Oxford University Clinical Research Unit, Wellcome Trust Major Overseas Programme, Ho Chi Minh City, Vietnam.
Department of Biology, Georgetown University, Washington, DC, USA.
Malar J. 2018 Jun 7;17(1):226. doi: 10.1186/s12936-018-2372-8.
Despite the well-documented clinical efficacy of artemisinin-based combination therapy (ACT) against malaria, the population-level effects of ACT have not been studied thoroughly until recently. An ideal case study for these population-level effects can be found in Vietnam's gradual adoption of artemisinin in the 1990s.
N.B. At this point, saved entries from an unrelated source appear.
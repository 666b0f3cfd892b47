//! Administrative transport abstraction.
//!
//! The connection manager only sequences transport calls and interprets their
//! results; the wire protocol lives behind [`AdminTransport`]. A successful
//! [`AdminTransport::connect`] yields an authenticated [`AdminSession`] and a
//! one-shot signal that fires if the remote side closes the session or the
//! session fails on its own.

pub mod rcon;

pub use rcon::RconTransport;

use crate::error::{TransportError, TransportResult};
use async_trait::async_trait;
use serde::{Deserialize, Serialize};
use std::fmt;
use tokio::sync::oneshot;

/// Host and administrative port of a remote server.
#[derive(Debug, Clone, PartialEq, Eq, Hash, Serialize, Deserialize)]
pub struct ServerAddress {
    pub host: String,
    pub port: u16,
}

impl ServerAddress {
    pub fn new(host: impl Into<String>, port: u16) -> Self {
        Self {
            host: host.into(),
            port,
        }
    }
}

impl fmt::Display for ServerAddress {
    fn fmt(&self, f: &mut fmt::Formatter<'_>) -> fmt::Result {
        if self.host.contains(':') {
            write!(f, "[{}]:{}", self.host, self.port)
        } else {
            write!(f, "{}:{}", self.host, self.port)
        }
    }
}

/// Shared secret used to authenticate a session. Never printed.
#[derive(Clone, PartialEq, Eq)]
pub struct Credential(String);

impl Credential {
    pub fn new(secret: impl Into<String>) -> Self {
        Self(secret.into())
    }

    /// Raw secret, for transports only.
    pub fn expose(&self) -> &str {
        &self.0
    }
}

impl fmt::Debug for Credential {
    fn fmt(&self, f: &mut fmt::Formatter<'_>) -> fmt::Result {
        f.write_str("Credential(<redacted>)")
    }
}

impl From<&str> for Credential {
    fn from(secret: &str) -> Self {
        Self::new(secret)
    }
}

impl From<String> for Credential {
    fn from(secret: String) -> Self {
        Self(secret)
    }
}

/// Raised once per session when it ends without a local `close()`.
#[derive(Debug)]
pub enum SessionSignal {
    Closed,
    Error(TransportError),
}

/// An authenticated session plus its end-of-life signal.
pub struct EstablishedSession {
    pub session: Box<dyn AdminSession>,
    pub signals: oneshot::Receiver<SessionSignal>,
}

/// Opens authenticated administrative sessions.
#[async_trait]
pub trait AdminTransport: Send + Sync + 'static {
    async fn connect(
        &self,
        address: &ServerAddress,
        credential: &Credential,
    ) -> TransportResult<EstablishedSession>;
}

/// One authenticated administrative session.
#[async_trait]
pub trait AdminSession: Send + 'static {
    /// Sends a command and returns the server's textual reply.
    async fn send_command(&mut self, command: &str) -> TransportResult<String>;

    /// Closes the session. Does not raise a [`SessionSignal`].
    async fn close(&mut self) -> TransportResult<()>;
}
Analysis of Vietnam's national annual malaria reports (1991-2014) revealed that a 10% increase in artemisinin procurement corresponded to a 32.8% (95% CI 27.7-37.5%) decline in estimated malaria cases. There was no consistent national or regional effect of vector control on malaria. The association between urbanization and malaria was generally negative and sometimes statistically significant.
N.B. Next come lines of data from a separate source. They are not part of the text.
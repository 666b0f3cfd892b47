//! Server directory interface.
//!
//! The directory is the external source of truth for which servers exist and
//! how to reach them. Managers are keyed by the directory's identifiers.
//! Persisting the directory is left to the embedding application.

use crate::error::DirectoryError;
use crate::registry::is_probe_id;
use crate::transport::{Credential, ServerAddress};
use dashmap::DashMap;
use tracing::warn;
use uuid::Uuid;

/// Connection parameters of one remote server.
#[derive(Debug, Clone, PartialEq, Eq)]
pub struct ServerRecord {
    pub id: String,
    pub host: String,
    pub port: u16,
    pub credential: Credential,
}

impl ServerRecord {
    pub fn new(
        id: impl Into<String>,
        host: impl Into<String>,
        port: u16,
        credential: impl Into<Credential>,
    ) -> Self {
        Self {
            id: id.into(),
            host: host.into(),
            port,
            credential: credential.into(),
        }
    }

    pub fn address(&self) -> ServerAddress {
        ServerAddress::new(self.host.clone(), self.port)
    }
}

/// Read access to the server directory.
pub trait ServerDirectory: Send + Sync {
    fn get(&self, id: &str) -> Option<ServerRecord>;

    /// All records, sorted by identifier.
    fn records(&self) -> Vec<ServerRecord>;
}

/// Directory held in memory.
#[derive(Debug, Default)]
pub struct InMemoryServerDirectory {
    records: DashMap<String, ServerRecord>,
}

impl InMemoryServerDirectory {
    pub fn new() -> Self {
        Self::default()
    }

    /// Adds a server under `id`, or under a freshly generated identifier
    /// when `id` is `None`. Probe identifiers are refused.
    pub fn insert(
        &self,
        id: Option<String>,
        host: impl Into<String>,
        port: u16,
        credential: impl Into<Credential>,
    ) -> Result<ServerRecord, DirectoryError> {
        let id = id.unwrap_or_else(|| Uuid::new_v4().to_string());
        let record = ServerRecord::new(id, host, port, credential);
        self.upsert(record.clone())?;
        Ok(record)
    }

    /// Inserts or replaces a record, returning the previous one.
    pub fn upsert(&self, record: ServerRecord) -> Result<Option<ServerRecord>, DirectoryError> {
        if is_probe_id(&record.id) {
            return Err(DirectoryError::ReservedId(record.id));
        }
        Ok(self.records.insert(record.id.clone(), record))
    }

    pub fn remove(&self, id: &str) -> Option<ServerRecord> {
        self.records.remove(id).map(|(_, record)| record)
    }

    pub fn len(&self) -> usize {
        self.records.len()
    }

    pub fn is_empty(&self) -> bool {
        self.records.is_empty()
    }
}

impl FromIterator<ServerRecord> for InMemoryServerDirectory {
    fn from_iter<I: IntoIterator<Item = ServerRecord>>(iter: I) -> Self {
        let directory = Self::new();
        for record in iter {
            if let Err(e) = directory.upsert(record) {
                warn!("Skipping server record: {}", e);
            }
        }
        directory
    }
}

impl ServerDirectory for InMemoryServerDirectory {
    fn get(&self, id: &str) -> Option<ServerRecord> {
        self.records.get(id).map(|entry| entry.value().clone())
    }

    fn records(&self) -> Vec<ServerRecord> {
        let mut records: Vec<ServerRecord> = self
            .records
            .iter()
            .map(|entry| entry.value().clone())
            .collect();
        records.sort_by(|a, b| a.id.cmp(&b.id));
        records
    }
}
The decline of malaria in Vietnam can largely be attributed to the adoption of artemisinin-based case management. Recent analyses from Africa showed that insecticide-treated nets had the greatest effect on lowering malaria prevalence, suggesting that the success of interventions is region-specific. Continuing malaria elimination efforts should focus on both vector control and increased access to ACT.
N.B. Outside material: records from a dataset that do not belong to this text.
//! Application configuration loaded from a TOML file.

use anyhow::{Context, Result};
use serde::{Deserialize, Serialize};
use std::collections::HashSet;
use std::path::Path;
use tracing::info;
use whitelist_core::{
    is_probe_id, ConnectionSettings, InMemoryServerDirectory, RconSettings, ServerRecord,
};

fn default_rcon_port() -> u16 {
    25575
}

/// Application configuration
#[derive(Debug, Clone, Default, Serialize, Deserialize)]
pub struct AppConfig {
    /// Logging configuration
    #[serde(default)]
    pub logging: LoggingSettings,
    /// Connection lifecycle and whitelist dialect
    #[serde(default)]
    pub connection: ConnectionSettings,
    /// RCON timeouts
    #[serde(default)]
    pub rcon: RconSettings,
    /// Managed servers
    #[serde(default)]
    pub servers: Vec<ServerEntry>,
}

#[derive(Debug, Clone, PartialEq, Eq, Serialize, Deserialize)]
pub struct LoggingSettings {
    /// Log level filter
    pub level: String,
    /// JSON formatting
    #[serde(default)]
    pub json_format: bool,
}

impl Default for LoggingSettings {
    fn default() -> Self {
        Self {
            level: "info".to_string(),
            json_format: false,
        }
    }
}

/// One `[[servers]]` entry.
#[derive(Debug, Clone, PartialEq, Eq, Serialize, Deserialize)]
pub struct ServerEntry {
    pub id: String,
    pub host: String,
    #[serde(default = "default_rcon_port")]
    pub port: u16,
    pub password: String,
}

impl From<&ServerEntry> for ServerRecord {
    fn from(entry: &ServerEntry) -> Self {
        ServerRecord::new(
            entry.id.clone(),
            entry.host.clone(),
            entry.port,
            entry.password.as_str(),
        )
    }
}

impl AppConfig {
    /// Loads the configuration, writing a default file first if none exists.
    pub async fn load_from_file(path: &Path) -> Result<Self> {
        if path.exists() {
            let content = tokio::fs::read_to_string(path)
                .await
                .with_context(|| format!("Failed to read {}", path.display()))?;
            let config: AppConfig = toml::from_str(&content)
                .with_context(|| format!("Failed to parse {}", path.display()))?;
            Ok(config)
        } else {
            let default_config = AppConfig::default();
            let toml_content = toml::to_string_pretty(&default_config)?;
            tokio::fs::write(path, toml_content).await?;
            info!("Created default configuration file: {}", path.display());
            Ok(default_config)
        }
    }

    pub fn validate(&self) -> Result<(), String> {
        let valid_levels = ["trace", "debug", "info", "warn", "error"];
        if !valid_levels.contains(&self.logging.level.as_str()) {
            return Err(format!(
                "Invalid log level: {}. Must be one of: {valid_levels:?}",
                &self.logging.level
            ));
        }

        self.connection.validate()?;
        self.rcon.validate()?;

        let mut seen = HashSet::new();
        for server in &self.servers {
            if server.id.trim().is_empty() {
                return Err("Server id cannot be empty".to_string());
            }
            if is_probe_id(&server.id) {
                return Err(format!(
                    "Server id {} uses the reserved verification prefix",
                    server.id
                ));
            }
            if !seen.insert(server.id.as_str()) {
                return Err(format!("Duplicate server id: {}", server.id));
            }
            if server.port == 0 {
                return Err(format!("Server {} has an invalid port", server.id));
            }
        }

        Ok(())
    }

    pub fn directory(&self) -> InMemoryServerDirectory {
        self.servers.iter().map(ServerRecord::from).collect()
    }
}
尽管青蒿素类复方疗法(ACT)在治疗疟疾方面具有良好的临床疗效,但直到最近才对其在人群层面的效果进行了全面研究。在人群层面效果方面,一个理想的案例研究可以在越南 20 世纪 90 年代逐渐采用青蒿素中找到。
对越南国家年度疟疾报告(1991-2014 年)的分析表明,青蒿素采购量增加 10%,估计疟疾病例减少 32.8%(95%CI 27.7-37.5%)。病媒控制对疟疾没有一致的全国或地区影响。城市化与疟疾之间的关系通常是负面的,有时具有统计学意义。
越南疟疾的下降在很大程度上可归因于青蒿素为基础的病例管理的采用。来自非洲的最新分析表明,经杀虫剂处理的蚊帐对降低疟疾发病率的影响最大,这表明干预措施的成功具有区域特异性。继续开展消除疟疾的努力应同时侧重于病媒控制和增加青蒿素类复方疗法的获取。